:: DATA FOR ANALYSIS ::

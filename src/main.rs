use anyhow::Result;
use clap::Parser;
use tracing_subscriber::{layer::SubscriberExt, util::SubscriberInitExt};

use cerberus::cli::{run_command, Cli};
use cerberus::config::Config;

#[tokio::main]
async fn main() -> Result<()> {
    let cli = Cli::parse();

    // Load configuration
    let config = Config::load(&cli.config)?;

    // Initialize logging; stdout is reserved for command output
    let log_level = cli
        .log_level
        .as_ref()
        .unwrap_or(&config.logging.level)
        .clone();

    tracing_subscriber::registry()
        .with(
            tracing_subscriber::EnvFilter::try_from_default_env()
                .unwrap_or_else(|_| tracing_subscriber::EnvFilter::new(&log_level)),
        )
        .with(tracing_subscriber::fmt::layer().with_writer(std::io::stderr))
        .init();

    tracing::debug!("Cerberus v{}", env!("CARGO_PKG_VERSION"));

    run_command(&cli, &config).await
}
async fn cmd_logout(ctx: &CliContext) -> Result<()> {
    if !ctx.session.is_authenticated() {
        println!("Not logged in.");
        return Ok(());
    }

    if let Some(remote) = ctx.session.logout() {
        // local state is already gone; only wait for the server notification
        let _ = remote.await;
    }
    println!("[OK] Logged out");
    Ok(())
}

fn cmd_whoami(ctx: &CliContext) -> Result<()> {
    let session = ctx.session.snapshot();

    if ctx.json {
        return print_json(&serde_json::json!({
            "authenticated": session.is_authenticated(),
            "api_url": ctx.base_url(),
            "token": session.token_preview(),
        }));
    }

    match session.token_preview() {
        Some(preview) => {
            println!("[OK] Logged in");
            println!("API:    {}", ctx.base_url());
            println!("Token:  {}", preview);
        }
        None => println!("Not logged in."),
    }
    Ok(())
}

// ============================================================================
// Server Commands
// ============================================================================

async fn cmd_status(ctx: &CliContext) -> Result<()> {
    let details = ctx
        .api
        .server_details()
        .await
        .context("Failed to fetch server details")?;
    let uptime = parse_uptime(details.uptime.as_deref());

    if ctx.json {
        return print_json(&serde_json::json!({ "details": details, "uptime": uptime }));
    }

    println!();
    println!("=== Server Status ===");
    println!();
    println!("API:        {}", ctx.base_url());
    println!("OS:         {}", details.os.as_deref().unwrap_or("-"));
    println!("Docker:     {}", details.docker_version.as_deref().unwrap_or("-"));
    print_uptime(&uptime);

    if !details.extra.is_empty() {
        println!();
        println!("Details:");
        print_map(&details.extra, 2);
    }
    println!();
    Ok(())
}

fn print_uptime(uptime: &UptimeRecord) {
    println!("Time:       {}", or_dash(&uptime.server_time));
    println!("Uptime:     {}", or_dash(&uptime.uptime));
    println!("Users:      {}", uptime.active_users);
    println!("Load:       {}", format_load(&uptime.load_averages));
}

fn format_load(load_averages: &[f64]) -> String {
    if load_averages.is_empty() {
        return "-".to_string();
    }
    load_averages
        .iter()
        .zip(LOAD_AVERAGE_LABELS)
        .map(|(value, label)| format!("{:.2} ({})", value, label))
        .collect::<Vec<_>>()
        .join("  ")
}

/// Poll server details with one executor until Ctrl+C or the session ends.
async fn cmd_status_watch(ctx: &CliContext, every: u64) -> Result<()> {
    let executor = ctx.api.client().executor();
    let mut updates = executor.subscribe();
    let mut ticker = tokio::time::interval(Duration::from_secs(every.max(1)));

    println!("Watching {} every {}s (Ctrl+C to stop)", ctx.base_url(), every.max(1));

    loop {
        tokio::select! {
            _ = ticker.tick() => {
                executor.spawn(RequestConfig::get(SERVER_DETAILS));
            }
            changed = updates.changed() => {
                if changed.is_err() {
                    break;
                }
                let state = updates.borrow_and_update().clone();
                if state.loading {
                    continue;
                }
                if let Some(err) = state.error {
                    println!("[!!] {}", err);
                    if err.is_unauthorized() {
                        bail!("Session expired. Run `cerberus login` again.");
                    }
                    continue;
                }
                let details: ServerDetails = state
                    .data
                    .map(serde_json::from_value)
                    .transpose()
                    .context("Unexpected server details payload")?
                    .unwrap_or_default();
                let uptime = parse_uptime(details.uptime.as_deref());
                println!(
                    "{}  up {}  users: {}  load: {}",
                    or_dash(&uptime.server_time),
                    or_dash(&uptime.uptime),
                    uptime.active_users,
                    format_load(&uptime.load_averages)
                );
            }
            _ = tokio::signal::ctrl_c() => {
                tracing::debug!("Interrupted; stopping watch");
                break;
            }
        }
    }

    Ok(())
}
--
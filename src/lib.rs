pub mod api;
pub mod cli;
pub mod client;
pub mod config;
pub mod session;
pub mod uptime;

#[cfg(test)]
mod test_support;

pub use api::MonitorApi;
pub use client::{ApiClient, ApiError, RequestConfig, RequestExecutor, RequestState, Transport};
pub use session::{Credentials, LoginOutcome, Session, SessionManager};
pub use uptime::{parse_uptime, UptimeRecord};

:: DIRECTIONS ::
Tally lines in the listing above that include the word "Some"; respond with that number only.

:: RESPONSE TO THIS TASK ::
3